◆ Directions:
Word for word, retype every entry in the listing.

◆ Available data:
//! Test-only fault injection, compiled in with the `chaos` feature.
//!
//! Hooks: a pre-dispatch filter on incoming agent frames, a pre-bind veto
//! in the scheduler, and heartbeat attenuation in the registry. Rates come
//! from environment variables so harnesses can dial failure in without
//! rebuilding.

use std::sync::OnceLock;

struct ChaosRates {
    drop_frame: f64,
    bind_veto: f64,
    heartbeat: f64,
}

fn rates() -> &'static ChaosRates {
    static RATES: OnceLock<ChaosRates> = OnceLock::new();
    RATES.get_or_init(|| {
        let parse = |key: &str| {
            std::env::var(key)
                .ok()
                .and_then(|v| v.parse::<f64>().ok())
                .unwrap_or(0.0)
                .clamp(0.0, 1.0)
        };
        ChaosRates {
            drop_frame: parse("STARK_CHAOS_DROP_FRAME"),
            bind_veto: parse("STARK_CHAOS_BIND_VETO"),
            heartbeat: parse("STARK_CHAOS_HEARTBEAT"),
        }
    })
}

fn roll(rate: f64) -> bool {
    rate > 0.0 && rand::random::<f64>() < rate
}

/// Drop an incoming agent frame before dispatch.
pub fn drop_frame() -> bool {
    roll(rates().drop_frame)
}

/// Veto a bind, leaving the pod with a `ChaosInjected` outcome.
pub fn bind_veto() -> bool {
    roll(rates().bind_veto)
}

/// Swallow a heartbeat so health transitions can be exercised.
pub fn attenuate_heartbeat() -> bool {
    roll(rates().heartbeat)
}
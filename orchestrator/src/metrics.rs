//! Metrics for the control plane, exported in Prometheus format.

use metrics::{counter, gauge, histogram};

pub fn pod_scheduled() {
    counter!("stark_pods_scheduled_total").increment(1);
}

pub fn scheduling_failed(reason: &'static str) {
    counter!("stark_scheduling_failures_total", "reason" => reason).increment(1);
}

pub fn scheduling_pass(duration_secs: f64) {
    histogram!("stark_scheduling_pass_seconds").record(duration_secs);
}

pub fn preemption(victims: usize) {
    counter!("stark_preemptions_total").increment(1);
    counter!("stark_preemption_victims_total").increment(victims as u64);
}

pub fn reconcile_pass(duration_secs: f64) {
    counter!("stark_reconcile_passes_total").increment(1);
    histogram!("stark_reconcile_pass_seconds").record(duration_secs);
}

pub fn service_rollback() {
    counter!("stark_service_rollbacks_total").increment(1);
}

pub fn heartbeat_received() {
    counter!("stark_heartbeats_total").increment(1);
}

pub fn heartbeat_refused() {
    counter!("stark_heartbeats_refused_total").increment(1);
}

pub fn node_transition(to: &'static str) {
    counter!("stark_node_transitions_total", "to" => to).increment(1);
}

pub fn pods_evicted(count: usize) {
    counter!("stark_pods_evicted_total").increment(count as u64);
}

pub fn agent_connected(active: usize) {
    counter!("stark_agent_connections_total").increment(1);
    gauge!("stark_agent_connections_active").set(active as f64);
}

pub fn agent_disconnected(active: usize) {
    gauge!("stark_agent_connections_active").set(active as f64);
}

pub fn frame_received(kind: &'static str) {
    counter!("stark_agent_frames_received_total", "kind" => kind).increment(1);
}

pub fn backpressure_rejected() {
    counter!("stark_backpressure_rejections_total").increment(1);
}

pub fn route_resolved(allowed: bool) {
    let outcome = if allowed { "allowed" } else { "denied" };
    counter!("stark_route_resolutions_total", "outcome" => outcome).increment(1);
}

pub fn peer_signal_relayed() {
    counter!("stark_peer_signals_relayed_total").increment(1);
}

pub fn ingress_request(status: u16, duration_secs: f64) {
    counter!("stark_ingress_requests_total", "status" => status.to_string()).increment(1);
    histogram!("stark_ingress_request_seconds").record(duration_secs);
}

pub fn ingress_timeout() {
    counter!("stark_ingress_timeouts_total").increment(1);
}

◆ Finished task:
//! Test-only fault injection, compiled in with the `chaos` feature.
//!
//! Hooks: a pre-dispatch filter on incoming agent frames, a pre-bind veto
//! in the scheduler, and heartbeat attenuation in the registry. Rates come
//! from environment variables so harnesses can dial failure in without
//! rebuilding.

use std::sync::OnceLock;

struct ChaosRates {
    drop_frame: f64,
    bind_veto: f64,
    heartbeat: f64,
}

fn rates() -> &'static ChaosRates {
    static RATES: OnceLock<ChaosRates> = OnceLock::new();
    RATES.get_or_init(|| {
        let parse = |key: &str| {
            std::env::var(key)
                .ok()
                .and_then(|v| v.parse::<f64>().ok())
                .unwrap_or(0.0)
                .clamp(0.0, 1.0)
        };
        ChaosRates {
            drop_frame: parse("STARK_CHAOS_DROP_FRAME"),
            bind_veto: parse("STARK_CHAOS_BIND_VETO"),
            heartbeat: parse("STARK_CHAOS_HEARTBEAT"),
        }
    })
}

fn roll(rate: f64) -> bool {
    rate > 0.0 && rand::random::<f64>() < rate
}

/// Drop an incoming agent frame before dispatch.
pub fn drop_frame() -> bool {
    roll(rates().drop_frame)
}

/// Veto a bind, leaving the pod with a `ChaosInjected` outcome.
pub fn bind_veto() -> bool {
    roll(rates().bind_veto)
}

/// Swallow a heartbeat so health transitions can be exercised.
pub fn attenuate_heartbeat() -> bool {
    roll(rates().heartbeat)
}
filename orchestrator/src/metrics.rs
//! Metrics for the control plane, exported in Prometheus format.

use metrics::{counter, gauge, histogram};

pub fn pod_scheduled() {
    counter!("stark_pods_scheduled_total").increment(1);
}

pub fn scheduling_failed(reason: &'static str) {
    counter!("stark_scheduling_failures_total", "reason" => reason).increment(1);
}

pub fn scheduling_pass(duration_secs: f64) {
    histogram!("stark_scheduling_pass_seconds").record(duration_secs);
}

pub fn preemption(victims: usize) {
    counter!("stark_preemptions_total").increment(1);
    counter!("stark_preemption_victims_total").increment(victims as u64);
}

pub fn reconcile_pass(duration_secs: f64) {
    counter!("stark_reconcile_passes_total").increment(1);
    histogram!("stark_reconcile_pass_seconds").record(duration_secs);
}

pub fn service_rollback() {
    counter!("stark_service_rollbacks_total").increment(1);
}

pub fn heartbeat_received() {
    counter!("stark_heartbeats_total").increment(1);
}

pub fn heartbeat_refused() {
    counter!("stark_heartbeats_refused_total").increment(1);
}

pub fn node_transition(to: &'static str) {
    counter!("stark_node_transitions_total", "to" => to).increment(1);
}

pub fn pods_evicted(count: usize) {
    counter!("stark_pods_evicted_total").increment(count as u64);
}

pub fn agent_connected(active: usize) {
    counter!("stark_agent_connections_total").increment(1);
    gauge!("stark_agent_connections_active").set(active as f64);
}

pub fn agent_disconnected(active: usize) {
    gauge!("stark_agent_connections_active").set(active as f64);
}

pub fn frame_received(kind: &'static str) {
    counter!("stark_agent_frames_received_total", "kind" => kind).increment(1);
}

pub fn backpressure_rejected() {
    counter!("stark_backpressure_rejections_total").increment(1);
}

pub fn route_resolved(allowed: bool) {
    let outcome = if allowed { "allowed" } else { "denied" };
    counter!("stark_route_resolutions_total", "outcome" => outcome).increment(1);
}

pub fn peer_signal_relayed() {
    counter!("stark_peer_signals_relayed_total").increment(1);
}

pub fn ingress_request(status: u16, duration_secs: f64) {
    counter!("stark_ingress_requests_total", "status" => status.to_string()).increment(1);
    histogram!("stark_ingress_request_seconds").record(duration_secs);
}

pub fn ingress_timeout() {
    counter!("stark_ingress_timeouts_total").increment(1);
}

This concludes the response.